30 Jul (NY TIMES) – The drug maker Pfizer agreed to pay $491 million to settle criminal and civil charges over the illegal marketing of the kidney-transplant drug Rapamune, the Justice Department announced on Tuesday. The settlement is the latest in a string of big-money cases involving the sales practices of major pharmaceutical companies; four years ago, Pfizer paid $2.3 billion for improperly marketing several drugs. The recent case centers on the practices of Wyeth Pharmaceuticals, which Pfizer acquired in 2009.
Rapamune, which prevents the body’s immune system from rejecting a transplanted organ, was approved by the Food and Drug Administration in 1999 for use in patients receiving a kidney transplant. However, federal officials said Wyeth aggressively promoted the drug for use in patients receiving other organ transplants, even offering financial incentives to its sales force to do so.
Accusations of Wyeth’s practices became public in 2010 after a whistle-blower lawsuit filed by two former employees was unsealed. After lawmakers announced a Congressional inquiry, the Justice Department opted to join the lawsuit. The settlement announced Tuesday, which also resolves a second, similar whistle-blower suit, includes a criminal fine and forfeiture of $233.5 million, and a civil settlement of $257.4 million with the federal government, all 50 states and the District of Columbia.

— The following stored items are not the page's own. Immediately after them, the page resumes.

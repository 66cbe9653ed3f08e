//! # Connectivity Probe
//!
//! Answers one question: is the internet reachable right now?
//!
//! ```text
//!   probe ──GET probe_url (≤3s)──► 2xx          → online
//!                                  non-2xx      → offline
//!                                  error/timeout→ offline
//! ```
//!
//! The probe never errors and never blocks longer than its timeout. Being
//! offline is the normal case for this system, not a failure.

use async_trait::async_trait;
use std::sync::atomic::{AtomicBool, AtomicUsize, Ordering};
use std::time::Duration;
use tracing::{debug, trace};

use crate::config::{SyncConfig, MAX_PROBE_TIMEOUT_SECS};
use crate::error::SyncResult;

/// Reachability check used by the write path and the sync loop.
#[async_trait]
pub trait ConnectivityProbe: Send + Sync {
    /// True when the internet is reachable. Never errors.
    async fn internet_available(&self) -> bool;
}

// =============================================================================
// HTTP Probe
// =============================================================================

/// Probes by fetching a lightweight URL.
#[derive(Debug, Clone)]
pub struct HttpProbe {
    client: reqwest::Client,
    url: String,
    timeout: Duration,
}

impl HttpProbe {
    /// Creates a probe. `timeout` is clamped to 3 seconds.
    pub fn new(url: impl Into<String>, timeout: Duration) -> SyncResult<Self> {
        let timeout = timeout.min(Duration::from_secs(MAX_PROBE_TIMEOUT_SECS));
        let client = reqwest::Client::builder()
            .timeout(timeout)
            .connect_timeout(timeout)
            .build()?;

        Ok(HttpProbe {
            client,
            url: url.into(),
            timeout,
        })
    }

    pub fn from_config(config: &SyncConfig) -> SyncResult<Self> {
        Self::new(config.connectivity.probe_url.clone(), config.probe_timeout())
    }

    pub fn timeout(&self) -> Duration {
        self.timeout
    }
}

#[async_trait]
impl ConnectivityProbe for HttpProbe {
    async fn internet_available(&self) -> bool {
        let request = self.client.get(&self.url).send();

        match tokio::time::timeout(self.timeout, request).await {
            Ok(Ok(response)) => {
                let online = response.status().is_success();
                trace!(status = %response.status(), online, "Connectivity probe answered");
                online
            }
            Ok(Err(e)) => {
                debug!(error = %e, "Connectivity probe failed");
                false
            }
            Err(_) => {
                debug!(timeout = ?self.timeout, "Connectivity probe timed out");
                false
            }
        }
    }
}

// =============================================================================
// Static Probe
// =============================================================================

/// Probe with a switchable answer, for tests and `--offline` runs.
#[derive(Debug, Default)]
pub struct StaticProbe {
    online: AtomicBool,
    probes: AtomicUsize,
}

impl StaticProbe {
    pub fn online() -> Self {
        StaticProbe {
            online: AtomicBool::new(true),
            probes: AtomicUsize::new(0),
        }
    }

    pub fn offline() -> Self {
        StaticProbe::default()
    }

    pub fn set_online(&self, online: bool) {
        self.online.store(online, Ordering::SeqCst);
    }

    /// How many times the probe has been asked.
    pub fn probe_count(&self) -> usize {
        self.probes.load(Ordering::SeqCst)
    }
}

#[async_trait]
impl ConnectivityProbe for StaticProbe {
    async fn internet_available(&self) -> bool {
        self.probes.fetch_add(1, Ordering::SeqCst);
        self.online.load(Ordering::SeqCst)
    }
}

#[cfg(test)]
mod tests {
    use super::*;

    #[tokio::test]
    async fn test_static_probe_switches() {
        let probe = StaticProbe::offline();
        assert!(!probe.internet_available().await);

        probe.set_online(true);
        assert!(probe.internet_available().await);
        assert_eq!(probe.probe_count(), 2);
    }

    #[test]
    fn test_http_probe_clamps_timeout() {
        let probe = HttpProbe::new("http://127.0.0.1:1/", Duration::from_secs(30)).unwrap();
        assert_eq!(probe.timeout(), Duration::from_secs(3));
    }

    #[tokio::test]
    async fn test_unreachable_probe_reports_offline() {
        let probe = HttpProbe::new("http://127.0.0.1:1/", Duration::from_secs(1)).unwrap();

        let started = std::time::Instant::now();
        assert!(!probe.internet_available().await);
        assert!(started.elapsed() < Duration::from_secs(3));
    }
}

Pfizer disclosed last fall that it was negotiating a settlement in the case, and took a $491 million charge in the third quarter of 2012. Reuben A. Guttman, a lawyer for two of the whistle-blowers, said the spate of pharmaceutical settlements in recent years had blunted reaction to what he said were shameful practices.
“Everybody’s been asking me why this case is different than any other,” he said. “We used to trust these companies. You can’t trust these companies anymore.”
In a statement, Pfizer noted that it was not a target of the Justice Department’s case, and said the company
“cooperated fully with the government from the time it learned of this investigation in October 2009. That cooperation was acknowledged today by the Justice Department.”
Also on Tuesday, Pfizer announced that its second-quarter revenues fell 7 percent, to $12.97 billion, from $13.97 billion in the same period last year as it continued to face competition from generic versions of its brand-name drugs. The company’s net income quadrupled to $14.01 billion, from $3.25 billion, partly because of the sale of its animal-health business.